▶ **TASK TO COMPLETE**
Using the data below, return all lines in which "total" appears.

▶ **RECORDS TO USE**
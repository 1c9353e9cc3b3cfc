use axum::{
    Json,
    extract::State,
    http::{HeaderMap, HeaderValue, StatusCode},
    response::{IntoResponse, Response},
};
use serde::{Deserialize, Serialize};
use serde_json::Value;
use tracing::{debug, instrument};

use crate::constants::VERACITY_STATUS_HEADER;
use crate::model::{VerificationOptions, VerificationResult};
use crate::verifier::VerifierStats;

use super::error::GatewayError;
use super::middleware::RequestMetricsSnapshot;
use super::state::AppState;

pub const STATUS_VALID: &str = "valid";
pub const STATUS_INVALID: &str = "invalid";
pub const STATUS_ERROR: &str = "error";
pub const STATUS_COMPLETE: &str = "complete";

#[derive(Debug, Clone, Serialize, Deserialize)]
pub struct VerifyRequest {
    pub content: String,
    #[serde(default)]
    pub options: VerificationOptions,
}

#[derive(Debug, Clone, Serialize, Deserialize)]
pub struct BatchVerifyRequest {
    pub contents: Vec<String>,
    #[serde(default)]
    pub options: VerificationOptions,
}

#[derive(Debug, Serialize)]
pub struct StatsResponse {
    pub verifier: VerifierStats,
    pub requests: RequestMetricsSnapshot,
}

fn parse_body<T: serde::de::DeserializeOwned>(body: Value) -> Result<T, GatewayError> {
    serde_json::from_value(body)
        .map_err(|e| GatewayError::InvalidRequest(format!("Invalid request schema: {}", e)))
}

fn with_status(status: &'static str, body: impl IntoResponse) -> Response {
    let mut headers = HeaderMap::new();
    headers.insert(VERACITY_STATUS_HEADER, HeaderValue::from_static(status));
    (StatusCode::OK, headers, body).into_response()
}

fn result_status(result: &VerificationResult) -> &'static str {
    if result.is_error() {
        STATUS_ERROR
    } else if result.is_valid {
        STATUS_VALID
    } else {
        STATUS_INVALID
    }
}

#[instrument(skip(state, body), fields(content_len = tracing::field::Empty))]
pub async fn verify_handler(
    State(state): State<AppState>,
    Json(body): Json<Value>,
) -> Result<Response, GatewayError> {
    let request: VerifyRequest = parse_body(body)?;
    if request.content.trim().is_empty() {
        return Err(GatewayError::InvalidRequest(
            "content must not be empty".to_string(),
        ));
    }
    tracing::Span::current().record("content_len", request.content.len());

    let result = state
        .verifier
        .verify(&request.content, &request.options)
        .await?;

    debug!(
        is_valid = result.is_valid,
        confidence = result.confidence,
        "Verification served"
    );
    Ok(with_status(result_status(&result), Json(result)))
}

#[instrument(skip(state, body), fields(total = tracing::field::Empty))]
pub async fn verify_batch_handler(
    State(state): State<AppState>,
    Json(body): Json<Value>,
) -> Result<Response, GatewayError> {
    let request: BatchVerifyRequest = parse_body(body)?;
    if request.contents.is_empty() {
        return Err(GatewayError::InvalidRequest(
            "contents must not be empty".to_string(),
        ));
    }
    tracing::Span::current().record("total", request.contents.len());

    let batch = state
        .verifier
        .verify_batch(&request.contents, &request.options)
        .await?;

    Ok(with_status(STATUS_COMPLETE, Json(batch)))
}

#[instrument(skip(state))]
pub async fn stats_handler(State(state): State<AppState>) -> Response {
    let stats = StatsResponse {
        verifier: state.verifier.stats(),
        requests: state.request_metrics.snapshot(),
    };
    Json(stats).into_response()
}
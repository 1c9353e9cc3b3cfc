use std::collections::BTreeMap;

use serde_json::{Map, Value};

use super::normalize::{coerce_bool, normalize_value};
use crate::constants::NO_EXPLANATION;
use crate::model::{Category, CategoryResult, VerificationCriteria};

/// Builds the category map for a structured response.
///
/// Every canonical name is present in the output, plus any custom criteria. Entries the model
/// omitted or sent in the wrong shape become [`CategoryResult::not_checked`].
pub fn validate_categories(
    source: Option<&Value>,
    criteria: &VerificationCriteria,
) -> BTreeMap<String, CategoryResult> {
    let object = source.and_then(Value::as_object);

    Category::ALL
        .iter()
        .map(|c| c.as_str())
        .chain(criteria.custom.iter().map(String::as_str))
        .map(|name| {
            let result = object
                .and_then(|o| lookup(o, name))
                .and_then(Value::as_object)
                .map(coerce_category)
                .unwrap_or_else(CategoryResult::not_checked);
            (name.to_string(), result)
        })
        .collect()
}

/// All seven canonical categories as "not checked".
pub fn not_checked_categories() -> BTreeMap<String, CategoryResult> {
    Category::ALL
        .iter()
        .map(|c| (c.as_str().to_string(), CategoryResult::not_checked()))
        .collect()
}

fn lookup<'a>(object: &'a Map<String, Value>, name: &str) -> Option<&'a Value> {
    object.get(name).or_else(|| {
        object
            .iter()
            .find(|(key, _)| key.eq_ignore_ascii_case(name))
            .map(|(_, value)| value)
    })
}

fn coerce_category(entry: &Map<String, Value>) -> CategoryResult {
    let passed = coerce_bool(entry.get("passed"));
    let score = entry.get("score").and_then(normalize_value).unwrap_or(0.0);
    let explanation = entry
        .get("explanation")
        .and_then(Value::as_str)
        .map(str::trim)
        .filter(|s| !s.is_empty())
        .unwrap_or(NO_EXPLANATION)
        .to_string();
    let details = entry
        .get("details")
        .and_then(Value::as_array)
        .map(|items| items.iter().filter_map(value_to_text).collect());

    CategoryResult {
        passed,
        score,
        explanation,
        details,
    }
}

pub(super) fn value_to_text(value: &Value) -> Option<String> {
    match value {
        Value::String(s) => {
            let s = s.trim();
            (!s.is_empty()).then(|| s.to_string())
        }
        Value::Null => None,
        other => Some(other.to_string()),
    }
}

▶ **OUTPUT FOR THIS EXERCISE**
#[instrument(skip(state, body), fields(total = tracing::field::Empty))]
    tracing::Span::current().record("total", request.contents.len());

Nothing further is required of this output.